Set down exactly the lines that run from the line with "let img = SourceImage::new(0, 0, vec![]);" to the end of the data, and nothing else.

(Collected data)

────────────────────────────────────────

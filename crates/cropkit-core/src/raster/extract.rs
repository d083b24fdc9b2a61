//! Materializing a resolved crop rectangle into a pixel buffer.

use crate::resolve::CropRect;

use super::{CropError, SourceImage};

/// Copy the pixels under `rect` out of `image`.
///
/// The rectangle is in source-pixel coordinates and may carry fractional
/// edges from the geometry resolution; edges are rounded to integer pixels
/// and clamped to the image bounds. The transform clamping upstream keeps the
/// rect inside the image, so clamping here only ever absorbs sub-pixel
/// rounding spill.
///
/// # Errors
///
/// Returns `CropError::ExtractionFailed` when the rectangle is degenerate,
/// non-finite, or rounds to an empty intersection with the image, or when
/// the pixel buffer does not back the declared dimensions.
pub fn extract_rect(image: &SourceImage, rect: &CropRect) -> Result<SourceImage, CropError> {
    if image.is_empty() {
        return Err(CropError::ExtractionFailed(
            "source image is empty".to_string(),
        ));
    }
    if image.pixels.len() != (image.width * image.height * 3) as usize {
        return Err(CropError::ExtractionFailed(
            "pixel buffer does not back the declared dimensions".to_string(),
        ));
    }
    if ![rect.x, rect.y, rect.width, rect.height]
        .iter()
        .all(|v| v.is_finite())
    {
        return Err(CropError::ExtractionFailed(
            "rectangle is not finite".to_string(),
        ));
    }
    if rect.width < 0.5 || rect.height < 0.5 {
        return Err(CropError::ExtractionFailed(format!(
            "rectangle {:.1}x{:.1} rounds to an empty region",
            rect.width, rect.height
        )));
    }

    let left = (rect.x.round().max(0.0) as u64).min(image.width as u64) as u32;
    let top = (rect.y.round().max(0.0) as u64).min(image.height as u64) as u32;
    let right = ((rect.x + rect.width).round().max(0.0) as u64).min(image.width as u64) as u32;
    let bottom = ((rect.y + rect.height).round().max(0.0) as u64).min(image.height as u64) as u32;

    if right <= left || bottom <= top {
        return Err(CropError::ExtractionFailed(format!(
            "rectangle ({:.1}, {:.1}, {:.1}, {:.1}) lies outside the {}x{} image",
            rect.x, rect.y, rect.width, rect.height, image.width, image.height
        )));
    }

    let out_width = right - left;
    let out_height = bottom - top;
    let row_bytes = (out_width * 3) as usize;

    let mut output = vec![0u8; (out_width * out_height * 3) as usize];

    for y in 0..out_height {
        let src_start = (((top + y) * image.width + left) * 3) as usize;
        let dst_start = y as usize * row_bytes;
        output[dst_start..dst_start + row_bytes]
            .copy_from_slice(&image.pixels[src_start..src_start + row_bytes]);
    }

    Ok(SourceImage {
        width: out_width,
        height: out_height,
        pixels: output,
    })
}

#[cfg(test)]
mod tests {
    use super::*;

    /// Test image where each pixel encodes its position.
    fn test_image(width: u32, height: u32) -> SourceImage {
        let mut pixels = Vec::with_capacity((width * height * 3) as usize);
        for y in 0..height {
            for x in 0..width {
                let v = ((y * width + x) % 256) as u8;
                pixels.push(v);
                pixels.push(v);
                pixels.push(v);
            }
        }
        SourceImage {
            width,
            height,
            pixels,
        }
    }

    fn rect(x: f64, y: f64, width: f64, height: f64) -> CropRect {
        CropRect {
            x,
            y,
            width,
            height,
        }
    }

    #[test]
    fn test_full_extract() {
        let img = test_image(100, 100);
        let result = extract_rect(&img, &rect(0.0, 0.0, 100.0, 100.0)).unwrap();

        assert_eq!(result.width, 100);
        assert_eq!(result.height, 100);
        assert_eq!(result.pixels, img.pixels);
    }

    #[test]
    fn test_interior_extract() {
        let img = test_image(10, 10);
        let result = extract_rect(&img, &rect(2.0, 2.0, 6.0, 6.0)).unwrap();

        assert_eq!(result.width, 6);
        assert_eq!(result.height, 6);
        // First pixel comes from (2, 2): value 2 * 10 + 2 = 22
        assert_eq!(result.pixels[0], 22);
    }

    #[test]
    fn test_fractional_edges_round() {
        let img = test_image(100, 100);
        // 24.6 rounds to 25, 24.6 + 50.1 rounds to 75
        let result = extract_rect(&img, &rect(24.6, 24.6, 50.1, 50.1)).unwrap();

        assert_eq!(result.width, 50);
        assert_eq!(result.height, 50);
    }

    #[test]
    fn test_subpixel_spill_clamped() {
        let img = test_image(100, 100);
        // Rounds to (0, 0, 100, 100) despite spilling 0.4px past each edge
        let result = extract_rect(&img, &rect(-0.4, -0.4, 100.8, 100.8)).unwrap();

        assert_eq!(result.width, 100);
        assert_eq!(result.height, 100);
    }

    #[test]
    fn test_rect_outside_image_fails() {
        let img = test_image(10, 10);
        let result = extract_rect(&img, &rect(50.0, 50.0, 5.0, 5.0));
        assert!(matches!(result, Err(CropError::ExtractionFailed(_))));

        let result = extract_rect(&img, &rect(-50.0, 0.0, 5.0, 5.0));
        assert!(result.is_err());
    }

    #[test]
    fn test_degenerate_rect_fails() {
        let img = test_image(10, 10);
        assert!(extract_rect(&img, &rect(2.0, 2.0, 0.0, 5.0)).is_err());
        assert!(extract_rect(&img, &rect(2.0, 2.0, 5.0, 0.2)).is_err());
        assert!(extract_rect(&img, &rect(2.0, 2.0, -5.0, 5.0)).is_err());
    }

    #[test]
    fn test_non_finite_rect_fails() {
        let img = test_image(10, 10);
        assert!(extract_rect(&img, &rect(f64::NAN, 2.0, 5.0, 5.0)).is_err());
        assert!(extract_rect(&img, &rect(2.0, 2.0, f64::INFINITY, 5.0)).is_err());
    }

    #[test]
    fn test_empty_source_fails() {
        let img = SourceImage::new(0, 0, vec![]);
        assert!(extract_rect(&img, &rect(0.0, 0.0, 1.0, 1.0)).is_err());
    }

    #[test]
    fn test_mismatched_buffer_fails() {
        let broken = SourceImage {
            width: 10,
            height: 10,
            pixels: vec![0u8; 30], // far too short for 10x10
        };
        let result = extract_rect(&broken, &rect(0.0, 0.0, 5.0, 5.0));
        assert!(matches!(result, Err(CropError::ExtractionFailed(_))));
    }

    #[test]
    fn test_pixel_values_preserved() {
        let img = test_image(10, 10);
        let result = extract_rect(&img, &rect(3.0, 3.0, 4.0, 4.0)).unwrap();

        // First pixel from (3, 3): value 3 * 10 + 3 = 33
        assert_eq!(result.pixels[0], 33);
        assert_eq!(result.pixels[1], 33);
        assert_eq!(result.pixels[2], 33);
    }

    #[test]
    fn test_rectangular_strip() {
        let img = test_image(200, 100);
        let result = extract_rect(&img, &rect(0.0, 0.0, 50.0, 100.0)).unwrap();

        assert_eq!(result.width, 50);
        assert_eq!(result.height, 100);
    }
}

// ============================================================================
// Property-Based Tests
// ============================================================================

────────────────────────────────────────

**Answer below**:
        let img = SourceImage::new(0, 0, vec![]);
        assert!(extract_rect(&img, &rect(0.0, 0.0, 1.0, 1.0)).is_err());
    }

    #[test]
    fn test_mismatched_buffer_fails() {
        let broken = SourceImage {
            width: 10,
            height: 10,
            pixels: vec![0u8; 30], // far too short for 10x10
        };
        let result = extract_rect(&broken, &rect(0.0, 0.0, 5.0, 5.0));
        assert!(matches!(result, Err(CropError::ExtractionFailed(_))));
    }

    #[test]
    fn test_pixel_values_preserved() {
        let img = test_image(10, 10);
        let result = extract_rect(&img, &rect(3.0, 3.0, 4.0, 4.0)).unwrap();

        // First pixel from (3, 3): value 3 * 10 + 3 = 33
        assert_eq!(result.pixels[0], 33);
        assert_eq!(result.pixels[1], 33);
        assert_eq!(result.pixels[2], 33);
    }

    #[test]
    fn test_rectangular_strip() {
        let img = test_image(200, 100);
        let result = extract_rect(&img, &rect(0.0, 0.0, 50.0, 100.0)).unwrap();

        assert_eq!(result.width, 50);
        assert_eq!(result.height, 100);
    }
}

// ============================================================================
// Property-Based Tests
// ============================================================================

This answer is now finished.